Module 05 trained the model. This module makes it fit on real hardware and adapt to your task.

Imagine a sculptor carrying the blueprint for a giant temple statue. The blueprint is perfect. Every curve and angle is marked. But the road to the site is narrow. The truck is small. That small truck is the site constraint. So what to do? The sculptor copies the important parts into the field notes. The notes are lighter and fit the truck. Some tiny details get rounded away. That lost detail is the rounding error. Simple, no?

Now see the first job of this module. We learn how to shrink the blueprint without ruining the statue. One method uses one rough ruler for everything. Another gives each statue part its own ruler. Another tests a sample first and protects fragile pieces. Same goal every time: fit the truck, keep the shape. See. Tiny memory math helps here. If the full blueprint needs about 140 GB, and your truck carries 80 GB, it will not move. If the field notes shrink it to about 35 GB, now it can travel. That is the whole opening problem.

But the plans are only half the load. While the sculptor works, the site keeps fresh reference cards. Those cards remind the team what happened one moment ago. As the work grows longer, the card pile grows too. So even after the field notes fit, the truck can still choke later.

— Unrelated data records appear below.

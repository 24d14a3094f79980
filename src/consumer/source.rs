//! Transport boundary. The broker client lives out of process; the driver
//! sees an ordered stream of opaque payloads per partition and commits
//! offsets once a message is fully handled (or permanently dropped).

use async_trait::async_trait;
use chrono::{DateTime, Utc};
use thiserror::Error;

#[derive(Debug, Error)]
pub enum SourceError {
    #[error("source backend error: {0}")]
    Backend(String),
}

#[derive(Debug, Clone)]
pub struct SourceMessage {
    pub partition: i32,
    pub offset: i64,
    /// Broker-assigned timestamp; drives the clock tick.
    pub received_at: DateTime<Utc>,
    pub payload: Vec<u8>,
}

#[async_trait]
pub trait CheckInSource: Send {
    /// The next message in partition order, or `None` when the stream ends.
    async fn next(&mut self) -> Option<SourceMessage>;

    /// Marks everything up to and including `offset` as handled.
    async fn commit(&mut self, partition: i32, offset: i64) -> Result<(), SourceError>;
}

#[cfg(test)]
pub mod testing {
    use super::*;
    use std::collections::VecDeque;

    /// Replays a fixed message list and records commits.
    pub struct VecSource {
        pending: VecDeque<SourceMessage>,
        pub committed: Vec<(i32, i64)>,
    }

    impl VecSource {
        pub fn new(messages: impl IntoIterator<Item = SourceMessage>) -> Self {
            Self {
                pending: messages.into_iter().collect(),
                committed: Vec::new(),
            }
        }
    }

    #[async_trait]
    impl CheckInSource for VecSource {
        async fn next(&mut self) -> Option<SourceMessage> {
            self.pending.pop_front()
        }

        async fn commit(&mut self, partition: i32, offset: i64) -> Result<(), SourceError> {
            self.committed.push((partition, offset));
            Ok(())
        }
    }
}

That is why this module studies working memory also. Not just storage at rest. See. Fitting the statue and running the statue are different jobs. This is where many teams get surprised.

Then comes customization. Suppose the old statue is mostly right, but this city wants a new crown and hand pose. You do not redraw the whole blueprint. Wasteful. You place the overlay sketch on top and mark only the changes. Sometimes the main plan stays heavy. Sometimes even the main plan arrives as field notes. Then only the overlay learns the task. So the final choice is simple: shrink, patch, use outside facts, or leave it alone.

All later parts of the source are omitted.